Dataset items
┌──

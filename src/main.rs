//! Ambulance dispatch server
//!
//! Configuration: optional YAML file at `DISPATCH_CONFIG`, then `HOST`,
//! `PORT`, `CORS_ORIGINS` and `MONITORING_FEED` from the environment (a
//! `.env` file is read first). Log filtering follows `RUST_LOG`.

use anyhow::Result;
use dispatch::config::DispatchConfig;
use dispatch::server::ServerBuilder;
use tracing_subscriber::layer::SubscriberExt;
use tracing_subscriber::util::SubscriberInitExt;

#[tokio::main]
async fn main() -> Result<()> {
    dotenvy::dotenv().ok();

    // --- Tracing ---
    tracing_subscriber::registry()
        .with(
            tracing_subscriber::EnvFilter::try_from_default_env().unwrap_or_else(|_| {
                "dispatch=info,ambulance_dispatch=info,tower_http=info".into()
            }),
        )
        .with(tracing_subscriber::fmt::layer())
        .init();

    // --- Configuration ---
    let config = DispatchConfig::load()?;
    tracing::info!(
        host = %config.host,
        port = config.port,
        origins = ?config.allowed_origins,
        monitoring = ?config.monitoring,
        auth = ?config.auth.mode,
        "Loaded dispatch configuration"
    );

    ServerBuilder::new().with_config(config).serve().await
}
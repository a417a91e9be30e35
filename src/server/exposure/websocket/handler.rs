//! WebSocket upgrade handler and message loop
//!
//! Each accepted connection gets:
//!
//! 1. A welcome message with its unique connection ID
//! 2. A read loop that decodes client frames and hands them to the dispatcher
//! 3. A write loop that forwards dispatcher output to the WebSocket

use crate::core::events::{ClientEvent, ServerEvent};
use crate::core::model::ConnectionId;
use crate::dispatch::Dispatcher;
use crate::server::host::ServerHost;
use axum::extract::ws::{Message, WebSocket};
use axum::extract::{Query, State, WebSocketUpgrade};
use axum::http::{HeaderMap, StatusCode, header::ORIGIN};
use axum::response::{IntoResponse, Response};
use futures::SinkExt;
use futures::stream::StreamExt;
use serde::Deserialize;
use std::sync::Arc;
use tokio::sync::mpsc;

/// Query parameters accepted on the upgrade request
#[derive(Debug, Default, Deserialize)]
pub struct ConnectParams {
    /// Credential checked when the connection identifies
    pub token: Option<String>,
}

/// WebSocket upgrade handler for GET /ws
///
/// Browsers always send `Origin`; a disallowed one is refused before the
/// upgrade. Non-browser clients without the header are let through.
pub async fn ws_handler(
    ws: WebSocketUpgrade,
    headers: HeaderMap,
    Query(params): Query<ConnectParams>,
    State(host): State<Arc<ServerHost>>,
) -> Response {
    if let Some(origin) = headers.get(ORIGIN) {
        let allowed = origin
            .to_str()
            .is_ok_and(|o| host.config().is_origin_allowed(o));
        if !allowed {
            tracing::warn!(origin = ?origin, "WebSocket upgrade refused for origin");
            return StatusCode::FORBIDDEN.into_response();
        }
    }

    let dispatcher = host.dispatcher().clone();
    ws.on_upgrade(move |socket| handle_socket(socket, dispatcher, params.token))
}

/// Handle a single WebSocket connection
///
/// This function:
/// 1. Attaches the connection to the dispatcher
/// 2. Sends a Welcome message with the connection ID
/// 3. Spawns a write loop that forwards ServerEvents to the WebSocket
/// 4. Runs the read loop that feeds client events to the dispatcher
/// 5. Detaches on disconnect
async fn handle_socket(socket: WebSocket, dispatcher: Dispatcher, credential: Option<String>) {
    let conn_id = ConnectionId::generate();
    let (tx, mut server_rx) = mpsc::unbounded_channel::<ServerEvent>();

    if dispatcher
        .connect(conn_id.clone(), tx, credential)
        .await
        .is_err()
    {
        tracing::error!(connection_id = %conn_id, "Dispatcher unavailable, dropping connection");
        return;
    }
    tracing::debug!(connection_id = %conn_id, "WebSocket client connected");

    // Split the WebSocket into read and write halves
    let (mut ws_write, mut ws_read) = socket.split();

    // Send welcome message
    let welcome = ServerEvent::Welcome {
        connection_id: conn_id.to_string(),
    };
    if let Ok(json) = serde_json::to_string(&welcome)
        && ws_write.send(Message::Text(json.into())).await.is_err()
    {
        let _ = dispatcher.disconnect(conn_id).await;
        return;
    }

    let conn_id_write = conn_id.clone();

    // Spawn write loop: forward ServerEvents from the dispatcher to the WebSocket
    let write_handle = tokio::spawn(async move {
        while let Some(event) = server_rx.recv().await {
            match serde_json::to_string(&event) {
                Ok(json) => {
                    if ws_write.send(Message::Text(json.into())).await.is_err() {
                        tracing::debug!(
                            connection_id = %conn_id_write,
                            "WebSocket write failed, closing"
                        );
                        break;
                    }
                }
                Err(e) => {
                    tracing::error!(
                        connection_id = %conn_id_write,
                        event = event.name(),
                        error = %e,
                        "Failed to serialize ServerEvent"
                    );
                }
            }
        }
    });

    // Read loop: decode client frames and queue them on the dispatcher
    while let Some(result) = ws_read.next().await {
        match result {
            Ok(Message::Text(text)) => {
                let Some(event) = decode(&conn_id, &text) else {
                    continue;
                };
                if dispatcher.event(conn_id.clone(), event).await.is_err() {
                    tracing::error!(connection_id = %conn_id, "Dispatcher stopped, closing connection");
                    break;
                }
            }
            Ok(Message::Close(_)) => {
                tracing::debug!(connection_id = %conn_id, "Client sent close frame");
                break;
            }
            Ok(Message::Ping(_)) => {
                // axum handles pong automatically
            }
            Ok(_) => {
                // Ignore binary and other message types
            }
            Err(e) => {
                tracing::debug!(
                    connection_id = %conn_id,
                    error = %e,
                    "WebSocket read error"
                );
                break;
            }
        }
    }

    // Cleanup
    write_handle.abort();
    let _ = dispatcher.disconnect(conn_id.clone()).await;
    tracing::debug!(connection_id = %conn_id, "WebSocket client disconnected");
}

/// Parse one text frame; malformed frames are logged and dropped
fn decode(connection_id: &ConnectionId, text: &str) -> Option<ClientEvent> {
    match serde_json::from_str(text) {
        Ok(event) => Some(event),
        Err(e) => {
            tracing::warn!(
                connection_id = %connection_id,
                error = %e,
                "Dropping malformed client frame"
            );
            None
        }
    }
}
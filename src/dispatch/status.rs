//! Read-only projections of the dispatch state for the HTTP surface

use super::router::DispatchState;
use crate::core::error::DispatchError;
use crate::core::model::{ActorRole, LocationRecord};
use serde::Serialize;

/// Identified connections per role
#[derive(Debug, Clone, Copy, PartialEq, Eq, Serialize)]
pub struct ClientCounts {
    pub users: usize,
    pub drivers: usize,
    pub ambulances: usize,
}

#[derive(Debug, Clone, PartialEq, Eq, Serialize)]
#[serde(rename_all = "camelCase")]
pub struct StatusReport {
    pub status: &'static str,
    pub connected_clients: ClientCounts,
    pub active_ambulances: usize,
    pub active_bookings: usize,
    /// Open sockets, identified or not
    pub total_connections: usize,
    pub monitoring_subscribers: usize,
}

/// The ambulance serving a booking and where it was last seen
#[derive(Debug, Clone, PartialEq, Serialize)]
#[serde(rename_all = "camelCase")]
pub struct BookingAmbulance {
    pub booking_id: String,
    pub ambulance_id: String,
    pub location: Option<LocationRecord>,
}

impl DispatchState {
    pub fn status_report(&self) -> StatusReport {
        StatusReport {
            status: "online",
            connected_clients: ClientCounts {
                users: self.registry.count_by_role(ActorRole::User),
                drivers: self.registry.count_by_role(ActorRole::Driver),
                ambulances: self.registry.count_by_role(ActorRole::Ambulance),
            },
            active_ambulances: self.locations.len(),
            active_bookings: self.assignments.len(),
            total_connections: self.registry.len(),
            monitoring_subscribers: self.registry.monitor_count(),
        }
    }

    pub fn all_locations(&self) -> Vec<LocationRecord> {
        self.locations.all_latest()
    }

    pub fn ambulance_location(&self, ambulance_id: &str) -> Result<LocationRecord, DispatchError> {
        self.locations
            .get(ambulance_id)
            .cloned()
            .ok_or_else(|| DispatchError::AmbulanceNotFound {
                id: ambulance_id.to_string(),
            })
    }

    pub fn booking_ambulance(&self, booking_id: &str) -> Result<BookingAmbulance, DispatchError> {
        let ambulance_id = self
            .assignments
            .ambulance_for(booking_id)
            .ok_or_else(|| DispatchError::NoAssignment {
                booking_id: booking_id.to_string(),
            })?;

        Ok(BookingAmbulance {
            booking_id: booking_id.to_string(),
            ambulance_id: ambulance_id.to_string(),
            location: self.locations.get(ambulance_id).cloned(),
        })
    }
}
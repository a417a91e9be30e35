//! Per-booking broadcast groups
//!
//! Membership is tracked in both directions so a disconnect can sweep every
//! room a connection joined without scanning all rooms. Empty rooms are
//! dropped.

use super::registry::Outbox;
use crate::core::events::ServerEvent;
use crate::core::model::{ConnectionId, RoomKey};
use std::collections::{BTreeSet, HashMap, HashSet};

#[derive(Debug, Default)]
pub struct RoomManager {
    rooms: HashMap<RoomKey, BTreeSet<ConnectionId>>,
    memberships: HashMap<ConnectionId, HashSet<RoomKey>>,
}

impl RoomManager {
    pub fn new() -> Self {
        Self::default()
    }

    /// Returns `true` if the connection was not already a member
    pub fn join(&mut self, connection: &ConnectionId, room: &RoomKey) -> bool {
        let added = self
            .rooms
            .entry(room.clone())
            .or_default()
            .insert(connection.clone());
        if added {
            self.memberships
                .entry(connection.clone())
                .or_default()
                .insert(room.clone());
        }
        added
    }

    /// Returns `true` if the connection was a member
    pub fn leave(&mut self, connection: &ConnectionId, room: &RoomKey) -> bool {
        let Some(members) = self.rooms.get_mut(room) else {
            return false;
        };
        let removed = members.remove(connection);
        if members.is_empty() {
            self.rooms.remove(room);
        }

        if let Some(joined) = self.memberships.get_mut(connection) {
            joined.remove(room);
            if joined.is_empty() {
                self.memberships.remove(connection);
            }
        }
        removed
    }

    /// Remove the connection from every room; returns how many it left
    pub fn leave_all(&mut self, connection: &ConnectionId) -> usize {
        let Some(joined) = self.memberships.remove(connection) else {
            return 0;
        };
        for room in &joined {
            if let Some(members) = self.rooms.get_mut(room) {
                members.remove(connection);
                if members.is_empty() {
                    self.rooms.remove(room);
                }
            }
        }
        joined.len()
    }

    pub fn is_member(&self, connection: &ConnectionId, room: &RoomKey) -> bool {
        self.rooms
            .get(room)
            .is_some_and(|members| members.contains(connection))
    }

    pub fn members(&self, room: &RoomKey) -> impl Iterator<Item = &ConnectionId> {
        self.rooms.get(room).into_iter().flatten()
    }

    pub fn room_count(&self) -> usize {
        self.rooms.len()
    }

    /// Deliver `event` to every member of `room` except `except`
    ///
    /// Returns the number of members that accepted the event.
    pub fn broadcast<O: Outbox>(
        &self,
        room: &RoomKey,
        outbox: &O,
        event: &ServerEvent,
        except: Option<&ConnectionId>,
    ) -> usize {
        self.members(room)
            .filter(|member| Some(*member) != except)
            .filter(|member| outbox.deliver(member, event))
            .count()
    }
}
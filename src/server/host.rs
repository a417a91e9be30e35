//! Server host for transport-agnostic exposure
//!
//! `ServerHost` holds everything an exposure needs: the configuration and a
//! handle to the running dispatcher. REST and WebSocket routers are both
//! built from the same host, so they observe the same state.

use crate::config::DispatchConfig;
use crate::core::auth::IdentityVerifier;
use crate::dispatch::{DispatchState, Dispatcher};
use std::sync::Arc;

/// Host context shared by every exposure
///
/// # Example
///
/// ```rust,ignore
/// let host = Arc::new(ServerHost::start(config, Arc::new(TrustingVerifier)));
/// let rest_app = RestExposure::build_router(host.clone(), vec![])?;
/// let ws_app = WebSocketExposure::build_router(host)?;
/// ```
pub struct ServerHost {
    /// Effective configuration (file + environment)
    pub config: Arc<DispatchConfig>,

    /// Handle to the dispatcher task
    pub dispatcher: Dispatcher,
}

impl ServerHost {
    /// Spawn the dispatcher and build the host around it
    ///
    /// Must be called inside a Tokio runtime.
    pub fn start(config: DispatchConfig, verifier: Arc<dyn IdentityVerifier>) -> Self {
        let state = DispatchState::new(config.monitoring, verifier);
        let (dispatcher, _task) = Dispatcher::spawn(state, config.command_buffer);

        tracing::debug!(
            monitoring = ?config.monitoring,
            command_buffer = config.command_buffer,
            "Dispatcher started"
        );

        Self {
            config: Arc::new(config),
            dispatcher,
        }
    }

    pub fn dispatcher(&self) -> &Dispatcher {
        &self.dispatcher
    }

    pub fn config(&self) -> &DispatchConfig {
        &self.config
    }
}
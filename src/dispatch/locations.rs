//! Last-known-location cache
//!
//! Passive store: the router fans updates out after calling `update`.

use crate::core::model::{Coordinates, LocationRecord};
use chrono::Utc;
use std::collections::HashMap;

#[derive(Debug, Default)]
pub struct LocationStore {
    records: HashMap<String, LocationRecord>,
}

impl LocationStore {
    pub fn new() -> Self {
        Self::default()
    }

    /// Record `coordinates` for `actor_id`, stamped with the receipt time
    pub fn update(&mut self, actor_id: &str, coordinates: Coordinates) -> &LocationRecord {
        let record = LocationRecord {
            actor_id: actor_id.to_string(),
            lat: coordinates.lat,
            lng: coordinates.lng,
            timestamp: Utc::now(),
        };
        self.records.insert(actor_id.to_string(), record);
        &self.records[actor_id]
    }

    pub fn get(&self, actor_id: &str) -> Option<&LocationRecord> {
        self.records.get(actor_id)
    }

    pub fn remove(&mut self, actor_id: &str) -> Option<LocationRecord> {
        self.records.remove(actor_id)
    }

    /// Every cached record, ordered by actor id
    pub fn all_latest(&self) -> Vec<LocationRecord> {
        let mut records: Vec<_> = self.records.values().cloned().collect();
        records.sort_by(|a, b| a.actor_id.cmp(&b.actor_id));
        records
    }

    pub fn len(&self) -> usize {
        self.records.len()
    }

    pub fn is_empty(&self) -> bool {
        self.records.is_empty()
    }
}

└──

> [What is required]:
Repeat word for word every line from the start of the entries to the line holding "use crate::core::model::ConnectionId;", inclusive, and nothing else.

> [Result below]:
filename src/main.rs
//! Ambulance dispatch server
//!
//! Configuration: optional YAML file at `DISPATCH_CONFIG`, then `HOST`,
//! `PORT`, `CORS_ORIGINS` and `MONITORING_FEED` from the environment (a
//! `.env` file is read first). Log filtering follows `RUST_LOG`.

use anyhow::Result;
use dispatch::config::DispatchConfig;
use dispatch::server::ServerBuilder;
use tracing_subscriber::layer::SubscriberExt;
use tracing_subscriber::util::SubscriberInitExt;

#[tokio::main]
async fn main() -> Result<()> {
    dotenvy::dotenv().ok();

    // --- Tracing ---
    tracing_subscriber::registry()
        .with(
            tracing_subscriber::EnvFilter::try_from_default_env().unwrap_or_else(|_| {
                "dispatch=info,ambulance_dispatch=info,tower_http=info".into()
            }),
        )
        .with(tracing_subscriber::fmt::layer())
        .init();

    // --- Configuration ---
    let config = DispatchConfig::load()?;
    tracing::info!(
        host = %config.host,
        port = config.port,
        origins = ?config.allowed_origins,
        monitoring = ?config.monitoring,
        auth = ?config.auth.mode,
        "Loaded dispatch configuration"
    );

    ServerBuilder::new().with_config(config).serve().await
}
repository a417a91e9be30e35
filename src/server/exposure/websocket/handler.rs
//! WebSocket upgrade handler and message loop
//!
//! Each accepted connection gets:
//!
//! 1. A welcome message with its unique connection ID
//! 2. A read loop that decodes client frames and hands them to the dispatcher
//! 3. A write loop that forwards dispatcher output to the WebSocket

use crate::core::events::{ClientEvent, ServerEvent};
use crate::core::model::ConnectionId;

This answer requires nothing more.